Task to carry out
Where the word "EmissionRecord" occurs in a line of the data, return the whole line.

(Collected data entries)

════════════════════

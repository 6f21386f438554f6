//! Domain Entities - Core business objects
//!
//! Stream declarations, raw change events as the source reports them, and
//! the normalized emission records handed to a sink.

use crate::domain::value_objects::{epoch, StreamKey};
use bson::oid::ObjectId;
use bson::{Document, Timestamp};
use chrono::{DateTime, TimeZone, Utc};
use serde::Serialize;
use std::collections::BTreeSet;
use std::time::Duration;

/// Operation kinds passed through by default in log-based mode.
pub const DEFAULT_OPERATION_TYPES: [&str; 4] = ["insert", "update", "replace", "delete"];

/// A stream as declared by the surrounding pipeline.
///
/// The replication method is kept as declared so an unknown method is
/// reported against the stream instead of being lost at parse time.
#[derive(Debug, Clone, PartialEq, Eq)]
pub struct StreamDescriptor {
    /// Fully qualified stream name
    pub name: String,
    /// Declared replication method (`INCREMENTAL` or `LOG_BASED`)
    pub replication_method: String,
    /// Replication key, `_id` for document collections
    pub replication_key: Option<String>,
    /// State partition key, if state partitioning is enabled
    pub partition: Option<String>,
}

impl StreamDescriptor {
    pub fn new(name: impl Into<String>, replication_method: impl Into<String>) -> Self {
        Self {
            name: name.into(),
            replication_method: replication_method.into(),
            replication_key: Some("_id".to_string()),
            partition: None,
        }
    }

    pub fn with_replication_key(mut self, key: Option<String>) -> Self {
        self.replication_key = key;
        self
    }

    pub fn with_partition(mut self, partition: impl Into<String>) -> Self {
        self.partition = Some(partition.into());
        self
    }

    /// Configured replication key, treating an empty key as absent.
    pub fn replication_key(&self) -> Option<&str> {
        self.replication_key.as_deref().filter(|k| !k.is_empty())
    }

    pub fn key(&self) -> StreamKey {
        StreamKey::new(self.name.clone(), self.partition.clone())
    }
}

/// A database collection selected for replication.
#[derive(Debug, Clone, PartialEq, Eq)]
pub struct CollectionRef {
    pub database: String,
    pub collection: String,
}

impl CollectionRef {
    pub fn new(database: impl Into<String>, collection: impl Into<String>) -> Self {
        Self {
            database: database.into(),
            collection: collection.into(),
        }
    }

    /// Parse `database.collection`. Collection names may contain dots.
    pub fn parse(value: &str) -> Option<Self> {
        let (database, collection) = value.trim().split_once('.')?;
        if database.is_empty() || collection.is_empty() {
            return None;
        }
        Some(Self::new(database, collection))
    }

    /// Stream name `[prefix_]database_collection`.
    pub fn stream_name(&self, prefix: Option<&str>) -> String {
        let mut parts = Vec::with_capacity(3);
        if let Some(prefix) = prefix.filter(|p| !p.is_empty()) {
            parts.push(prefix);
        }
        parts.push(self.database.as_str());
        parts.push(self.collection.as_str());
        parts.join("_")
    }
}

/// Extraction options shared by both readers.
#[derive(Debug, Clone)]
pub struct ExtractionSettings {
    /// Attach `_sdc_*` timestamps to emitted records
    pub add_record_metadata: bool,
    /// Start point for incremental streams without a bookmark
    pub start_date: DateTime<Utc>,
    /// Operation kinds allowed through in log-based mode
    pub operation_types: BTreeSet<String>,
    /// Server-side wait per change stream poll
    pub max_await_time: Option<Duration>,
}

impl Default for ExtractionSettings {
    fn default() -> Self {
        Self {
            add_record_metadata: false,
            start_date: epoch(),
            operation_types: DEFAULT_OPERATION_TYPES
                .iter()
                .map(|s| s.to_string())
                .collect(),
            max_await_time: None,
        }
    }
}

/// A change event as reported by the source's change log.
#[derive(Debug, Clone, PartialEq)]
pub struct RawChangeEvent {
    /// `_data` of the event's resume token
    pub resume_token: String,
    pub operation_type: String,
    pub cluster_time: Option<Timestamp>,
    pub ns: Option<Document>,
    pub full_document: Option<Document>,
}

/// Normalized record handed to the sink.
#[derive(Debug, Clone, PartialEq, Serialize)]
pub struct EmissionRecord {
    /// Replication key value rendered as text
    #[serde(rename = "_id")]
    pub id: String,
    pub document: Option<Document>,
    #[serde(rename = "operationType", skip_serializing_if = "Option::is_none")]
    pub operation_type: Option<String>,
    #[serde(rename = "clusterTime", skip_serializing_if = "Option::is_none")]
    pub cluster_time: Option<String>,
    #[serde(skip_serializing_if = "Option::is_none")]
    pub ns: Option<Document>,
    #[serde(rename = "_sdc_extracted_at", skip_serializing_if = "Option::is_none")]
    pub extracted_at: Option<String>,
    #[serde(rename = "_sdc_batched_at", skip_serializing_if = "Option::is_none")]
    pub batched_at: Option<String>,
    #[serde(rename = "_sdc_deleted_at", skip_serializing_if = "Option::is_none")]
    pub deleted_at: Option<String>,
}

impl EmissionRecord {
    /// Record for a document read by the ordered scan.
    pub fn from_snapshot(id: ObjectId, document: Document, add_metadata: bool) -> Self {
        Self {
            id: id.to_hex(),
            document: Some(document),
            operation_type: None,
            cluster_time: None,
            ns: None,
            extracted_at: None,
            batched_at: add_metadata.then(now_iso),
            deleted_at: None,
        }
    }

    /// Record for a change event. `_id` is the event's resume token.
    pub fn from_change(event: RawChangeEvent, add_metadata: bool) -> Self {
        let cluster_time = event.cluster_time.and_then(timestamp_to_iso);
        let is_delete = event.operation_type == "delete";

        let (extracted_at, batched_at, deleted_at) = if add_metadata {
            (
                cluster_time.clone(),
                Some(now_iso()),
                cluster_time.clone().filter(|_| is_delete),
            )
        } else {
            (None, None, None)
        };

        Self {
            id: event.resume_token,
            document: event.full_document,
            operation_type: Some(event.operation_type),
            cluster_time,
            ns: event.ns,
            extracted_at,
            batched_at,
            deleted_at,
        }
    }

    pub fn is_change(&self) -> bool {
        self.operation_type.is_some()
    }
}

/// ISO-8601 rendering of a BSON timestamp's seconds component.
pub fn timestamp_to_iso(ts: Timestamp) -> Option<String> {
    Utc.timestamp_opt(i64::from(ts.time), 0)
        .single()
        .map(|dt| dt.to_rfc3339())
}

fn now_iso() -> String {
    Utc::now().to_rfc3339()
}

════════════════════

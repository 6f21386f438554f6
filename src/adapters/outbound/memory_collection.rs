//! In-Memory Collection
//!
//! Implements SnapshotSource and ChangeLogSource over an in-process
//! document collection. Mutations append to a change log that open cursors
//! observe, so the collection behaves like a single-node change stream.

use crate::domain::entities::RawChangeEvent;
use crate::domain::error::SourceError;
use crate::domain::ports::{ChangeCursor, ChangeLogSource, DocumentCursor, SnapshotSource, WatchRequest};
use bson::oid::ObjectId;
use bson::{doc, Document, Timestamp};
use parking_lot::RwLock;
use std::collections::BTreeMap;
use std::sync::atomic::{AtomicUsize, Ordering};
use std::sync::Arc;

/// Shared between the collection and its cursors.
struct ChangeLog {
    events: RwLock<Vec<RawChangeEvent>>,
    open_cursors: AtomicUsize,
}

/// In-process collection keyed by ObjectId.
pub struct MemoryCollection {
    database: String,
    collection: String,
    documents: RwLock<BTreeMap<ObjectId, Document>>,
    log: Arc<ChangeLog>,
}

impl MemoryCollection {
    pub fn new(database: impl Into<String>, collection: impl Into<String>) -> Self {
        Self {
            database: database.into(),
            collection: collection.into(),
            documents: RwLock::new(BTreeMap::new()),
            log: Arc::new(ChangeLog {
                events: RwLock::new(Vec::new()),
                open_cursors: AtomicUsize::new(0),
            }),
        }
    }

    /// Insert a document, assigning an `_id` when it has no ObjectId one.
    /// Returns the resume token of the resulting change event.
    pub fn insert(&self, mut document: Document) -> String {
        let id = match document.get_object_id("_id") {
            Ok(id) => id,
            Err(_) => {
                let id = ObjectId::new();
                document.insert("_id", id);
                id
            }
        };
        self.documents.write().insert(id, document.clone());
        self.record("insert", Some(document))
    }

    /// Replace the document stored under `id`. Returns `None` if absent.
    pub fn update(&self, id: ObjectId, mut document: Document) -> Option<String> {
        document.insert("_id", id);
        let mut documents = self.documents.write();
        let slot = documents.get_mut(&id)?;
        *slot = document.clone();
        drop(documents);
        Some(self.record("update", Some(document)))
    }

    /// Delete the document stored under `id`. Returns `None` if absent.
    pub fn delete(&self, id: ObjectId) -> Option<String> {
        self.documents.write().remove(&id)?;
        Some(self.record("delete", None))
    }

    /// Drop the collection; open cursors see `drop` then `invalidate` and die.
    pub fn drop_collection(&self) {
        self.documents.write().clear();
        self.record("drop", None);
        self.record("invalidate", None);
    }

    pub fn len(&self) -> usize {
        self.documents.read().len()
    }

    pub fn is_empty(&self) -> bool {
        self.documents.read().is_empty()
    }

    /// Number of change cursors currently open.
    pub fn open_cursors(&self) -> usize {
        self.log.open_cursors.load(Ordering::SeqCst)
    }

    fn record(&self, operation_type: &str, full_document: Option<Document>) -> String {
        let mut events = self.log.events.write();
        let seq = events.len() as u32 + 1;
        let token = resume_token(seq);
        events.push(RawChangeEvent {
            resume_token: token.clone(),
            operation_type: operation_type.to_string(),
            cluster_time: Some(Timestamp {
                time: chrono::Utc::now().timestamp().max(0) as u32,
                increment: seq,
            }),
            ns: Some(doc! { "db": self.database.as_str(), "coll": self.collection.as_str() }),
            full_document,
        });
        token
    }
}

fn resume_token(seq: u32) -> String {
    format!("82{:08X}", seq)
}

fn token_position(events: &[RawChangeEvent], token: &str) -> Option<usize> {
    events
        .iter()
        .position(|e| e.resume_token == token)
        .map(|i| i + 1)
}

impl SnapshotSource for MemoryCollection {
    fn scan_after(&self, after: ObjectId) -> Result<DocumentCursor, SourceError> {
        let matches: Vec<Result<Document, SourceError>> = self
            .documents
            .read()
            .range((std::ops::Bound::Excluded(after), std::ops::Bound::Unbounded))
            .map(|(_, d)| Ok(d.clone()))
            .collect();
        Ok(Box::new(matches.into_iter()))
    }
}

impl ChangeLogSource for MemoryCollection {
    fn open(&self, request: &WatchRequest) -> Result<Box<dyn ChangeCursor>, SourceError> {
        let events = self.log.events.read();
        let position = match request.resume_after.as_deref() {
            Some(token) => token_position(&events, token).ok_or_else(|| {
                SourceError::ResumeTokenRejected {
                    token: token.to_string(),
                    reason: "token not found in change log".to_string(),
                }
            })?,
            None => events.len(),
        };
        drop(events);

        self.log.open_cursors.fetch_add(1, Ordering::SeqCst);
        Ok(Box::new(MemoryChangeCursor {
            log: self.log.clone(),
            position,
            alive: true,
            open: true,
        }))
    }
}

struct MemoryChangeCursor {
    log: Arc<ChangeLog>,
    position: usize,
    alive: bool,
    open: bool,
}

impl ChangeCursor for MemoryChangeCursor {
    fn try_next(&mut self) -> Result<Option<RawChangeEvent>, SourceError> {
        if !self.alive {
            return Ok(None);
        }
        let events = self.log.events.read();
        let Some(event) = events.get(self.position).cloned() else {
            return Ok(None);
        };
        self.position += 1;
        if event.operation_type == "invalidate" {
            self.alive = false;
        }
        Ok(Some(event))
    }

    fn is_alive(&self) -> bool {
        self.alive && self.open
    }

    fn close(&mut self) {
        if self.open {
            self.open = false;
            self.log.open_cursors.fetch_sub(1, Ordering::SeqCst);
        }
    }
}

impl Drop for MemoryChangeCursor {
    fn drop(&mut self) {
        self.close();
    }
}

════════════════════

Answer for the task
pub struct EmissionRecord {
impl EmissionRecord {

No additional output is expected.